Segundo ele, o pós-pandemia “será um novo regime”. “Vamos dizer assim, a herança do que se fez em caráter excepcional durante a pandemia vai ficar. É muito difícil fazer o que tem que ser feito? Não. É fácil, só que tem que ter coragem de fazer, encontrar o caminho político para fazer.

Em parte está sendo feito aos trancos e barrancos, empurrado pelo Congresso e pela sociedade o governo acaba fazendo, mas tem formas mais rápidas e mais fáceis sim de fazer o que é certo”.

INVESTIMENTOS PÚBLICOS

“Numa situação dessas o investimento privado naturalmente se retrai e nós precisamos fazer a economia crescer, não há mágica nisso, tem de investir para voltar a crescer. Se o privado naturalmente se retrai, isso faz parte da sua forma de funcionar, o público tem de entrar, o investimento público é fundamental. E por que que a gente precisa crescer, além daquilo que é óbvio para gerar emprego e etc.,? É porque nós vamos ter de aumentar a dívida pública, e a única maneira de administrar um aumento forte da dívida, como nós vamos ter, é através do crescimento da economia; no momento que aquele aumento excepcional parar de acontecer, tem de crescer porque aí a dívida cresce o PIB cresce e os dois se entrarem em uma trajetória, que chamam de equilibrante, tudo bem, tudo está sob controle e nós vamos partir para outra empreitada no nosso país, na verdade no mundo, porque todo mundo está passando pelo mesmo problema”, frisou o economista.

TETO DE GASTOS

Velloso também fez críticas aos que defendem a manutenção do teto de gastos. O teto de gastos “nasceu morto”, declarou ele, ao afirmar que o teto virou ícone de “certo segmento de economistas” e do mercado financeiro, que defendem que “ou temos o teto ou estamos perdidos”. “Isso é uma grande bobagem”, disse.

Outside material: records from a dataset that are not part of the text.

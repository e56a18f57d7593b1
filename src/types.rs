//! Core value types shared by the registry, stores, resolver and formatter
//!
//! Records are read-only snapshots: an identifier, a bag of scalar values and
//! the identifiers each relation field links to.

use serde::{Deserialize, Serialize, Serializer};
use std::cmp::Ordering;
use std::collections::BTreeMap;
use std::fmt;

/// Identifies a record type by `(namespace, name)`, e.g. `test_app.Country`
#[derive(Debug, Clone, PartialEq, Eq, Hash, PartialOrd, Ord)]
pub struct EntityTypeRef {
    pub namespace: String,
    pub name: String,
}

impl EntityTypeRef {
    pub fn new(namespace: impl Into<String>, name: impl Into<String>) -> Self {
        Self {
            namespace: namespace.into(),
            name: name.into(),
        }
    }

    /// Parse the dotted `namespace.Name` form used in configuration
    pub fn parse(dotted: &str) -> Option<Self> {
        let (namespace, name) = dotted.split_once('.')?;
        if namespace.is_empty() || name.is_empty() || name.contains('.') {
            return None;
        }
        Some(Self::new(namespace, name))
    }
}

impl fmt::Display for EntityTypeRef {
    fn fmt(&self, f: &mut fmt::Formatter<'_>) -> fmt::Result {
        write!(f, "{}.{}", self.namespace, self.name)
    }
}

/// Serialized in the dotted `namespace.Name` form
impl Serialize for EntityTypeRef {
    fn serialize<S: Serializer>(&self, serializer: S) -> Result<S::Ok, S::Error> {
        serializer.collect_str(self)
    }
}

/// Primary key of a record
#[derive(Debug, Clone, PartialEq, Eq, Hash, PartialOrd, Ord, Serialize, Deserialize)]
#[serde(untagged)]
pub enum RecordId {
    Int(i64),
    Str(String),
}

impl fmt::Display for RecordId {
    fn fmt(&self, f: &mut fmt::Formatter<'_>) -> fmt::Result {
        match self {
            RecordId::Int(value) => write!(f, "{value}"),
            RecordId::Str(value) => f.write_str(value),
        }
    }
}

impl From<i64> for RecordId {
    fn from(value: i64) -> Self {
        RecordId::Int(value)
    }
}

impl From<&str> for RecordId {
    fn from(value: &str) -> Self {
        RecordId::Str(value.to_string())
    }
}

/// Declared primary key type of an entity
#[derive(Debug, Clone, Copy, Default, PartialEq, Eq, Deserialize)]
#[serde(rename_all = "snake_case")]
pub enum KeyType {
    #[default]
    Integer,
    String,
}

impl KeyType {
    /// Parse a raw identifier as received from a URL or query string.
    ///
    /// Returns `None` for empty or malformed input; callers treat that as
    /// "nothing selected", not as an error.
    pub fn parse(self, raw: &str) -> Option<RecordId> {
        let raw = raw.trim();
        if raw.is_empty() {
            return None;
        }
        match self {
            KeyType::Integer => raw.parse::<i64>().ok().map(RecordId::Int),
            KeyType::String => Some(RecordId::Str(raw.to_string())),
        }
    }
}

/// A non-relation field value
#[derive(Debug, Clone, PartialEq, Serialize, Deserialize)]
#[serde(untagged)]
pub enum Scalar {
    Null,
    Bool(bool),
    Int(i64),
    Float(f64),
    Text(String),
}

impl Scalar {
    fn rank(&self) -> u8 {
        match self {
            Scalar::Null => 0,
            Scalar::Bool(_) => 1,
            Scalar::Int(_) | Scalar::Float(_) => 2,
            Scalar::Text(_) => 3,
        }
    }

    /// Total order used for natural ordering: nulls first, then booleans,
    /// numbers and text.
    pub fn natural_cmp(&self, other: &Scalar) -> Ordering {
        match (self, other) {
            (Scalar::Bool(a), Scalar::Bool(b)) => a.cmp(b),
            (Scalar::Int(a), Scalar::Int(b)) => a.cmp(b),
            (Scalar::Int(a), Scalar::Float(b)) => (*a as f64).total_cmp(b),
            (Scalar::Float(a), Scalar::Int(b)) => a.total_cmp(&(*b as f64)),
            (Scalar::Float(a), Scalar::Float(b)) => a.total_cmp(b),
            (Scalar::Text(a), Scalar::Text(b)) => a.cmp(b),
            _ => self.rank().cmp(&other.rank()),
        }
    }
}

impl fmt::Display for Scalar {
    fn fmt(&self, f: &mut fmt::Formatter<'_>) -> fmt::Result {
        match self {
            Scalar::Null => Ok(()),
            Scalar::Bool(value) => write!(f, "{value}"),
            Scalar::Int(value) => write!(f, "{value}"),
            Scalar::Float(value) => write!(f, "{value}"),
            Scalar::Text(value) => f.write_str(value),
        }
    }
}

/// A read-only record snapshot
#[derive(Debug, Clone, PartialEq)]
pub struct Record {
    pub id: RecordId,
    /// Scalar field values by field name
    pub scalars: BTreeMap<String, Scalar>,
    /// Linked record ids by relation field name (single-valued fields hold at most one)
    pub links: BTreeMap<String, Vec<RecordId>>,
}

impl Record {
    pub fn new(id: impl Into<RecordId>) -> Self {
        Self {
            id: id.into(),
            scalars: BTreeMap::new(),
            links: BTreeMap::new(),
        }
    }

    pub fn with_scalar(mut self, field: &str, value: Scalar) -> Self {
        self.scalars.insert(field.to_string(), value);
        self
    }

    pub fn with_links(mut self, field: &str, ids: Vec<RecordId>) -> Self {
        self.links.insert(field.to_string(), ids);
        self
    }

    pub fn scalar(&self, field: &str) -> Option<&Scalar> {
        self.scalars.get(field)
    }

    /// Ids linked through `field`; empty when the field is unset
    pub fn links(&self, field: &str) -> &[RecordId] {
        self.links.get(field).map(Vec::as_slice).unwrap_or(&[])
    }
}

/// Value half of an option entry
#[derive(Debug, Clone, PartialEq, Eq)]
pub enum OptionValue {
    Id(RecordId),
    /// The unselected placeholder, serialized as `""`
    Empty,
}

impl Serialize for OptionValue {
    fn serialize<S: Serializer>(&self, serializer: S) -> Result<S::Ok, S::Error> {
        match self {
            OptionValue::Id(id) => id.serialize(serializer),
            OptionValue::Empty => serializer.serialize_str(""),
        }
    }
}

/// One `{value, display}` pair of a dependent dropdown
#[derive(Debug, Clone, PartialEq, Eq, Serialize)]
pub struct OptionEntry {
    pub value: OptionValue,
    pub display: String,
}

#[cfg(test)]
mod tests {
    use super::*;

    #[test]
    fn test_parse_type_ref() {
        let parsed = EntityTypeRef::parse("test_app.Country").unwrap();
        assert_eq!(parsed, EntityTypeRef::new("test_app", "Country"));
        assert_eq!(parsed.to_string(), "test_app.Country");

        assert!(EntityTypeRef::parse("Country").is_none());
        assert!(EntityTypeRef::parse(".Country").is_none());
        assert!(EntityTypeRef::parse("a.b.c").is_none());
    }

    #[test]
    fn test_type_ref_serializes_dotted() {
        let json = serde_json::to_value(EntityTypeRef::new("acme.sales", "Region")).unwrap();
        assert_eq!(json, serde_json::json!("acme.sales.Region"));
    }

    #[test]
    fn test_key_type_parse() {
        assert_eq!(KeyType::Integer.parse("42"), Some(RecordId::Int(42)));
        assert_eq!(KeyType::Integer.parse(" 7 "), Some(RecordId::Int(7)));
        assert_eq!(KeyType::Integer.parse("abc"), None);
        assert_eq!(KeyType::Integer.parse(""), None);
        assert_eq!(KeyType::Integer.parse("null"), None);
        assert_eq!(KeyType::String.parse("GB"), Some(RecordId::from("GB")));
        assert_eq!(KeyType::String.parse("   "), None);
    }

    #[test]
    fn test_natural_cmp_mixed() {
        assert_eq!(
            Scalar::Null.natural_cmp(&Scalar::Text("a".into())),
            Ordering::Less
        );
        assert_eq!(Scalar::Int(2).natural_cmp(&Scalar::Float(1.5)), Ordering::Greater);
        assert_eq!(
            Scalar::Text("Germany".into()).natural_cmp(&Scalar::Text("Great Britain".into())),
            Ordering::Less
        );
    }

    #[test]
    fn test_option_entry_json() {
        let entries = vec![
            OptionEntry {
                value: OptionValue::Id(RecordId::Int(2)),
                display: "New York".to_string(),
            },
            OptionEntry {
                value: OptionValue::Empty,
                display: "---------".to_string(),
            },
        ];
        let json = serde_json::to_value(&entries).unwrap();
        assert_eq!(
            json,
            serde_json::json!([
                {"value": 2, "display": "New York"},
                {"value": "", "display": "---------"}
            ])
        );
    }

    #[test]
    fn test_scalar_from_yaml() {
        let value: Scalar = serde_yaml::from_str("~").unwrap();
        assert_eq!(value, Scalar::Null);
        let value: Scalar = serde_yaml::from_str("12").unwrap();
        assert_eq!(value, Scalar::Int(12));
        let value: Scalar = serde_yaml::from_str("Wallstreet").unwrap();
        assert_eq!(value, Scalar::Text("Wallstreet".into()));
    }
}
//! Option formatting
//!
//! Shapes a `MatchResult` into `{value, display}` pairs. Ordering is taken
//! verbatim from the resolver; nothing is re-sorted here.

use crate::registry::EntityType;
use crate::resolver::MatchResult;
use crate::types::{OptionEntry, OptionValue, Record};

/// Display text of the unselected placeholder
pub const PLACEHOLDER_DISPLAY: &str = "---------";

pub fn placeholder() -> OptionEntry {
    OptionEntry {
        value: OptionValue::Empty,
        display: PLACEHOLDER_DISPLAY.to_string(),
    }
}

/// Format a match result: matched records, then (optionally) exactly one
/// placeholder, then the retained selection.
pub fn format_options(
    entity: &EntityType,
    result: &MatchResult,
    include_placeholder: bool,
) -> Vec<OptionEntry> {
    let entry = |record: &Record| OptionEntry {
        value: OptionValue::Id(record.id.clone()),
        display: entity.display(record),
    };

    let mut options = Vec::with_capacity(result.len() + usize::from(include_placeholder));
    options.extend(result.matched.iter().map(entry));
    if include_placeholder {
        options.push(placeholder());
    }
    options.extend(result.retained.iter().map(entry));
    options
}
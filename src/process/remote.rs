//! The attachment lifecycle and the live memory capability

use super::handle::ProcessHandle;
use super::window::WindowHandle;
use super::{modules, privileges, snapshot, window};
use crate::core::types::{find_module, Address, MemoryError, MemoryResult, ModuleEntry, RegionInfo};
use crate::memory::{MemoryReader, MemoryWriter, ProcessMemory};
use tracing::{debug, info, warn};

/// Identity and capability bundle for the attached target.
///
/// Only ever constructed whole, so no partially-attached state is
/// observable. Memory access needs just the pid and the capability; the
/// window handle is identity confirmation and may legitimately be absent
/// for windowless targets.
#[derive(Debug)]
struct Attachment {
    pid: u32,
    window: Option<WindowHandle>,
    handle: ProcessHandle,
}

/// Safe accessor for one target process's memory.
///
/// Manages exactly one attachment at a time. Synchronous and
/// single-threaded by design: callers invoking it from multiple threads
/// must provide their own mutual exclusion.
#[derive(Debug, Default)]
pub struct RemoteProcess {
    attachment: Option<Attachment>,
}

impl RemoteProcess {
    pub fn new() -> Self {
        RemoteProcess { attachment: None }
    }

    /// True iff a target is attached with a valid capability. Pure query.
    pub fn is_attached(&self) -> bool {
        self.attachment
            .as_ref()
            .map_or(false, |a| a.handle.is_valid())
    }

    /// Attached target's process identifier.
    pub fn pid(&self) -> Option<u32> {
        self.attachment.as_ref().map(|a| a.pid)
    }

    /// Attached target's top-level window, when one was discovered.
    pub fn window(&self) -> Option<WindowHandle> {
        self.attachment.as_ref().and_then(|a| a.window)
    }

    /// Attaches to the process owning the top-level window titled `title`
    /// (exact match). A no-op while already attached.
    pub fn attach_by_window_title(&mut self, title: &str) -> MemoryResult<()> {
        if self.is_attached() {
            return Ok(());
        }
        Self::request_privileges();

        let win = window::find_by_title(title)?;
        let pid = window::owning_pid(win)?;
        let handle = ProcessHandle::open_all_access(pid)?;

        info!(pid, title, "attached by window title");
        self.attachment = Some(Attachment {
            pid,
            window: Some(win),
            handle,
        });
        Ok(())
    }

    /// Attaches to the first running process whose executable file name
    /// equals `name` exactly. Zero matches is not an error: the operation
    /// completes detached so a polling caller can retry until the target
    /// starts. A no-op while already attached.
    pub fn attach_by_process_name(&mut self, name: &str) -> MemoryResult<()> {
        if self.is_attached() {
            return Ok(());
        }
        Self::request_privileges();

        let Some(entry) = snapshot::find_process_exact(name)? else {
            debug!(process = name, "no running process matches, staying detached");
            return Ok(());
        };

        let handle = ProcessHandle::open_all_access(entry.pid)?;
        let win = window::find_by_pid(entry.pid);
        if win.is_none() {
            debug!(pid = entry.pid, "target has no discoverable top-level window");
        }

        info!(pid = entry.pid, process = name, "attached by process name");
        self.attachment = Some(Attachment {
            pid: entry.pid,
            window: win,
            handle,
        });
        Ok(())
    }

    /// Best-effort privilege elevation; failure is logged, not fatal.
    fn request_privileges() {
        if let Err(err) = privileges::ensure_debug_privilege() {
            warn!(error = %err, "debug privilege unavailable, continuing without it");
        }
    }

    fn attached(&self) -> MemoryResult<&Attachment> {
        self.attachment.as_ref().ok_or(MemoryError::NotAttached)
    }

    /// Enumerates the target's loaded modules. Requires attachment; the
    /// list is re-queried fresh on every call.
    pub fn modules(&self) -> MemoryResult<Vec<ModuleEntry>> {
        let attachment = self.attached()?;
        modules::enumerate_modules(&attachment.handle)
    }

    /// Resolves a module's load base by file name (path prefix stripped,
    /// case-sensitive). Enumeration failure and an absent module both
    /// surface as `ModuleNotFound`; the underlying failure is logged.
    pub fn module_base(&self, name: &str) -> MemoryResult<Address> {
        let attachment = self.attached()?;
        let list = modules::enumerate_modules(&attachment.handle).map_err(|err| {
            debug!(error = %err, "module enumeration failed");
            MemoryError::ModuleNotFound(name.to_string())
        })?;
        find_module(&list, name)
            .map(|m| m.base)
            .ok_or_else(|| MemoryError::ModuleNotFound(name.to_string()))
    }

    /// Typed validated reader over this target.
    pub fn reader(&self) -> MemoryReader<'_, Self> {
        MemoryReader::new(self)
    }

    /// Typed validated writer over this target.
    pub fn writer(&self) -> MemoryWriter<'_, Self> {
        MemoryWriter::new(self)
    }
}

impl ProcessMemory for RemoteProcess {
    fn read_raw(&self, address: Address, buf: &mut [u8]) -> MemoryResult<()> {
        self.attached()?.handle.read_memory(address, buf)
    }

    fn write_raw(&self, address: Address, data: &[u8]) -> MemoryResult<()> {
        self.attached()?.handle.write_memory(address, data)
    }

    fn query_region(&self, address: Address) -> MemoryResult<RegionInfo> {
        self.attached()?.handle.query_region(address)
    }
}
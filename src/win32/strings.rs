//! UTF-16 conversion helpers for Windows API calls

use std::ffi::{OsStr, OsString};
use std::os::windows::ffi::{OsStrExt, OsStringExt};

/// Converts a Rust string to a NUL-terminated UTF-16 buffer.
pub fn to_wide(s: &str) -> Vec<u16> {
    OsStr::new(s)
        .encode_wide()
        .chain(std::iter::once(0))
        .collect()
}

/// Converts a UTF-16 buffer, stopping at the first NUL if present.
pub fn from_wide(wide: &[u16]) -> String {
    let len = wide.iter().position(|&c| c == 0).unwrap_or(wide.len());
    OsString::from_wide(&wide[..len])
        .to_string_lossy()
        .into_owned()
}

#[cfg(test)]
mod tests {
    use super::*;

    #[test]
    fn test_to_wide() {
        assert_eq!(to_wide("Hi"), vec![72, 105, 0]);
        assert_eq!(to_wide(""), vec![0]);
    }

    #[test]
    fn test_from_wide() {
        assert_eq!(from_wide(&[72, 105, 0, 33]), "Hi");
        assert_eq!(from_wide(&[72, 105]), "Hi");
    }

    #[test]
    fn test_round_trip_unicode() {
        let s = "engine 世界.dll";
        assert_eq!(from_wide(&to_wide(s)), s);
    }
}
//! Consumer-facing scan surface bound to a live target

use super::entities;
use crate::config::SonarConfig;
use crate::core::types::MemoryResult;
use crate::process::RemoteProcess;
use tracing::{debug, warn};

/// Binds the entity scanner to one attached target process.
pub struct Sonar {
    process: RemoteProcess,
    config: SonarConfig,
}

impl Sonar {
    pub fn new(config: SonarConfig) -> Self {
        Sonar {
            process: RemoteProcess::new(),
            config,
        }
    }

    /// Attempts to attach to the configured target. When a window title is
    /// configured it is tried first, falling back to the process name if no
    /// such window exists yet. Attach failures are converted to `false`
    /// here so the caller can retry on its own schedule; the error detail
    /// is logged rather than discarded.
    pub fn load(&mut self) -> bool {
        if let Some(title) = &self.config.window_title {
            match self.process.attach_by_window_title(title) {
                Ok(()) => return self.process.is_attached(),
                Err(err) => {
                    debug!(error = %err, title = %title, "window attach failed, trying by name");
                }
            }
        }

        match self.process.attach_by_process_name(&self.config.process_name) {
            Ok(()) => self.process.is_attached(),
            Err(err) => {
                warn!(error = %err, process = %self.config.process_name, "attach failed");
                false
            }
        }
    }

    /// True when attached and the target reports an in-game state. Never
    /// fails: probe errors mean "not ready".
    pub fn is_ready(&self) -> bool {
        if !self.process.is_attached() {
            return false;
        }

        let engine_base = match self.process.module_base(&self.config.engine_module) {
            Ok(base) => base,
            Err(err) => {
                debug!(error = %err, "readiness probe: engine module unresolved");
                return false;
            }
        };

        match entities::ready_state(&self.process, engine_base, &self.config.offsets) {
            Ok(ready) => ready,
            Err(err) => {
                debug!(error = %err, "readiness probe failed");
                false
            }
        }
    }

    /// Runs one scan pass and returns the match count. Read/write failures
    /// propagate; the caller is expected to report and continue polling.
    pub fn scan(&self) -> MemoryResult<u32> {
        let client_base = self.process.module_base(&self.config.client_module)?;
        entities::scan_entities(&self.process, client_base, &self.config.offsets)
    }

    /// The underlying accessor, for direct typed access.
    pub fn process(&self) -> &RemoteProcess {
        &self.process
    }
}

#[cfg(test)]
mod tests {
    use super::*;

    #[test]
    fn test_load_falls_back_from_absent_window_title() {
        let mut config = SonarConfig::default();
        config.window_title = Some("no window should carry this exact title 8f2c".to_string());
        config.process_name = "definitely_not_running_12345.exe".to_string();

        // Title lookup fails, name lookup finds nothing: both paths run
        // and the scanner stays detached without erroring out.
        let mut sonar = Sonar::new(config);
        assert!(!sonar.load());
        assert!(!sonar.process().is_attached());
    }

    #[test]
    fn test_load_without_title_stays_detached_for_absent_process() {
        let config = SonarConfig {
            process_name: "definitely_not_running_12345.exe".to_string(),
            ..SonarConfig::default()
        };

        let mut sonar = Sonar::new(config);
        assert!(!sonar.load());
    }
}
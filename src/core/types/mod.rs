//! Type definitions for remote memory access

mod address;
mod error;
mod module;
mod region;

pub use self::address::Address;
pub use self::error::{MemoryError, MemoryResult};
pub use self::module::{base_file_name, find_module, ModuleEntry};
pub use self::region::{Protection, RegionInfo, RegionState};
//! Static configuration: target identity, module names, and field offsets
//!
//! The offset table describes where fields live inside the target's data
//! structures. The accessor treats these purely as address arithmetic inputs
//! and assigns them no semantics; all interpretation happens in the scanner.

use serde::{Deserialize, Serialize};
use std::fs;
use std::path::Path;
use thiserror::Error;

/// Configuration error type
#[derive(Debug, Error)]
pub enum ConfigError {
    #[error("IO error: {0}")]
    Io(#[from] std::io::Error),

    #[error("TOML parsing error: {0}")]
    TomlParse(#[from] toml::de::Error),

    #[error("configuration file not found: {0}")]
    FileNotFound(String),
}

/// Byte offsets into the target's data structures.
///
/// `client_state` and `local_player`/`entity_list` are offsets from the
/// engine and client module bases; the remaining fields are offsets within
/// one entity record.
#[derive(Debug, Clone, Serialize, Deserialize)]
#[serde(default)]
pub struct Offsets {
    /// Engine-module offset of the client-state pointer
    pub client_state: u32,
    /// Offset of the in-game flag inside the client-state structure
    pub client_state_in_game: u32,
    /// Client-module offset of the local player pointer
    pub local_player: u32,
    /// Client-module offset of the entity pointer table
    pub entity_list: u32,
    /// Byte stride between entity table slots
    pub entity_stride: u32,
    /// Entity-record offset of the team number
    pub team: u32,
    /// Entity-record offset of the health value
    pub health: u32,
    /// Entity-record offset of the position vector (3 x f32)
    pub origin: u32,
    /// Entity-record offset of the flag field the scanner sets
    pub spotted: u32,
    /// Number of entity table slots to walk, not counting slot zero
    pub max_entities: u32,
}

impl Default for Offsets {
    fn default() -> Self {
        Offsets {
            client_state: 0x0058_9DC4,
            client_state_in_game: 0x108,
            local_player: 0x00D3_FC5C,
            entity_list: 0x04D5_23F4,
            entity_stride: 0x10,
            team: 0xF4,
            health: 0x100,
            origin: 0x138,
            spotted: 0x93D,
            max_entities: 64,
        }
    }
}

/// Scanner configuration: target identity plus the offset table.
#[derive(Debug, Clone, Serialize, Deserialize)]
#[serde(default)]
pub struct SonarConfig {
    /// Executable file name to attach to (exact, case-sensitive)
    pub process_name: String,
    /// Optional window title for attach-by-title (exact match)
    pub window_title: Option<String>,
    /// Base file name of the module holding entity data
    pub client_module: String,
    /// Base file name of the module holding connection state
    pub engine_module: String,
    pub offsets: Offsets,
}

impl Default for SonarConfig {
    fn default() -> Self {
        SonarConfig {
            process_name: "csgo.exe".to_string(),
            window_title: None,
            client_module: "client_panorama.dll".to_string(),
            engine_module: "engine.dll".to_string(),
            offsets: Offsets::default(),
        }
    }
}

impl SonarConfig {
    /// Loads configuration from a TOML file.
    pub fn load<P: AsRef<Path>>(path: P) -> Result<Self, ConfigError> {
        let path = path.as_ref();
        if !path.exists() {
            return Err(ConfigError::FileNotFound(path.display().to_string()));
        }
        let contents = fs::read_to_string(path)?;
        Ok(toml::from_str(&contents)?)
    }

    /// Loads configuration, falling back to the builtin table if the file is
    /// missing or malformed.
    pub fn load_or_default<P: AsRef<Path>>(path: P) -> Self {
        Self::load(path).unwrap_or_default()
    }

    /// Parses configuration from a TOML string.
    pub fn from_toml_str(contents: &str) -> Result<Self, ConfigError> {
        Ok(toml::from_str(contents)?)
    }
}

#[cfg(test)]
mod tests {
    use super::*;

    #[test]
    fn test_default_offsets() {
        let offsets = Offsets::default();
        assert_eq!(offsets.entity_stride, 0x10);
        assert_eq!(offsets.max_entities, 64);
        assert!(offsets.entity_list > 0);
    }

    #[test]
    fn test_default_config() {
        let config = SonarConfig::default();
        assert_eq!(config.process_name, "csgo.exe");
        assert_eq!(config.engine_module, "engine.dll");
        assert!(config.window_title.is_none());
    }

    #[test]
    fn test_partial_toml_keeps_defaults() {
        let config = SonarConfig::from_toml_str(
            r#"
            process_name = "other.exe"

            [offsets]
            max_entities = 32
            "#,
        )
        .unwrap();

        assert_eq!(config.process_name, "other.exe");
        assert_eq!(config.offsets.max_entities, 32);
        // Untouched fields come from the builtin table
        assert_eq!(config.offsets.entity_stride, 0x10);
        assert_eq!(config.client_module, "client_panorama.dll");
    }

    #[test]
    fn test_invalid_toml() {
        assert!(matches!(
            SonarConfig::from_toml_str("process_name = ["),
            Err(ConfigError::TomlParse(_))
        ));
    }

    #[test]
    fn test_missing_file() {
        let err = SonarConfig::load("definitely/not/here.toml").unwrap_err();
        assert!(matches!(err, ConfigError::FileNotFound(_)));
    }
}
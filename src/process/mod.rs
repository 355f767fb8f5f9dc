//! Process attachment: handles, privileges, snapshots, modules, windows

mod handle;
mod modules;
mod privileges;
mod remote;
mod snapshot;
mod window;

pub use self::handle::ProcessHandle;
pub use self::modules::enumerate_modules;
pub use self::privileges::ensure_debug_privilege;
pub use self::remote::RemoteProcess;
pub use self::snapshot::{find_process_exact, ProcessEntry, ProcessSnapshot};
pub use self::window::WindowHandle;
//! Safe remote process memory access for Windows
//!
//! Attaches to a target process by window title or executable name and
//! performs bounds- and protection-checked typed reads and writes against
//! its address space, including variable-length string extraction that never
//! reads past a caller-specified limit or an unmapped page boundary. An
//! entity scanner sits on top as a consumer of those guarantees.
//!
//! The validated access path ([`memory`]) is generic over the
//! [`ProcessMemory`] capability and is platform-independent; the live
//! backend ([`process::RemoteProcess`]) is Windows-only.

pub mod config;
pub mod core;
pub mod memory;
#[cfg(windows)]
pub mod process;
pub mod scanner;
#[cfg(windows)]
mod win32;

pub use crate::config::{ConfigError, Offsets, SonarConfig};
pub use crate::core::types::{
    Address, MemoryError, MemoryResult, ModuleEntry, Protection, RegionInfo, RegionState,
};
pub use crate::memory::{validate_range, MemoryReader, MemoryWriter, ProcessMemory};
#[cfg(windows)]
pub use crate::process::RemoteProcess;
#[cfg(windows)]
pub use crate::scanner::Sonar;
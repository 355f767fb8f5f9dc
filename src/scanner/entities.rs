//! The entity scan pass, generic over the memory capability
//!
//! Interprets entity records through the offset table: a linear walk over a
//! bounded pointer table, reading team/health/position fields and setting a
//! flag on matching entries. All safety comes from the validated accessor.

use crate::config::Offsets;
use crate::core::types::{Address, MemoryError, MemoryResult};
use crate::memory::{MemoryReader, MemoryWriter, ProcessMemory};
use tracing::debug;

/// One in-world actor as read from the target.
#[derive(Debug, Clone, Copy, PartialEq)]
pub struct Entity {
    pub team: i32,
    pub health: i32,
    pub origin: [f32; 3],
}

fn field(base: Address, offset: u32) -> MemoryResult<Address> {
    base.checked_add(offset).ok_or_else(|| {
        MemoryError::invalid_memory(base, format!("field offset 0x{offset:X} wraps the address"))
    })
}

/// Reads one entity record at `base`.
pub fn read_entity<M: ProcessMemory + ?Sized>(
    mem: &M,
    base: Address,
    offsets: &Offsets,
) -> MemoryResult<Entity> {
    let reader = MemoryReader::new(mem);
    let origin = reader.read_array::<f32>(field(base, offsets.origin)?, 3)?;
    Ok(Entity {
        team: reader.read(field(base, offsets.team)?)?,
        health: reader.read(field(base, offsets.health)?)?,
        origin: [origin[0], origin[1], origin[2]],
    })
}

/// One pointer-chain hop plus one flag read: follows the client-state
/// pointer at `engine_base + client_state` and reads the in-game flag.
/// A null client-state pointer means "not ready".
pub fn ready_state<M: ProcessMemory + ?Sized>(
    mem: &M,
    engine_base: Address,
    offsets: &Offsets,
) -> MemoryResult<bool> {
    let reader = MemoryReader::new(mem);

    let client_state: u32 = reader.read(field(engine_base, offsets.client_state)?)?;
    if client_state == 0 {
        return Ok(false);
    }

    let state: i32 = reader.read(field(Address::new(client_state), offsets.client_state_in_game)?)?;
    Ok(state != 0)
}

/// Runs one scan pass over the entity table at `client_base + entity_list`.
///
/// Walks slots `1..=max_entities`, skipping null slots; every entity with
/// positive health on a team different from the local player's gets its flag
/// field set to 1 and is counted. Any read or write failure mid-scan rejects
/// the pass and propagates.
pub fn scan_entities<M: ProcessMemory + ?Sized>(
    mem: &M,
    client_base: Address,
    offsets: &Offsets,
) -> MemoryResult<u32> {
    let reader = MemoryReader::new(mem);
    let writer = MemoryWriter::new(mem);

    let local_ptr: u32 = reader.read(field(client_base, offsets.local_player)?)?;
    let local = read_entity(mem, Address::new(local_ptr), offsets)?;

    let list = field(client_base, offsets.entity_list)?;
    let mut matched = 0u32;

    for slot in 1..=offsets.max_entities {
        let slot_offset = slot.checked_mul(offsets.entity_stride).ok_or_else(|| {
            MemoryError::invalid_memory(list, format!("entity slot {slot} offset overflows"))
        })?;
        let entity_ptr: u32 = reader.read(field(list, slot_offset)?)?;
        if entity_ptr == 0 {
            continue;
        }

        let base = Address::new(entity_ptr);
        let entity = read_entity(mem, base, offsets)?;
        if entity.health > 0 && entity.team != local.team {
            writer.write::<i32>(field(base, offsets.spotted)?, 1)?;
            matched += 1;
        }
    }

    debug!(matched, local_team = local.team, "scan pass complete");
    Ok(matched)
}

“Lá atrás quando ele nasceu, ele já nasceu morto. Não era para durar muito porque na hora em que se fixa um teto de crescimento do gasto geral, e aí ele não vale para sei lá para 90% ou mais dos itens do orçamento, como é que ele pode durar? os outros 90% vão crescer acima dele, e aí de novo o nosso velho investimento paga a conta porque ele é o único com mais gastos de custeio discricionários, que na verdade acabam sendo um risco, porque não há como você cortar muito deste discricionário. Então, ele duraria pouco. Ele não tinha uma vida longa, mas como ele virou o ícone de um certo segmento dos colegas economistas e dos mercados financeiros, virou um negócio ou fica valendo o teto ou nós estamos perdidos. Que é isso gente? Isso é uma grande bobagem, Deus do céu como é que nós caímos nessa armadilha de ter de arranjar um jeito de cumprir um teto que nasceu morto?”, questionou Raul Velloso.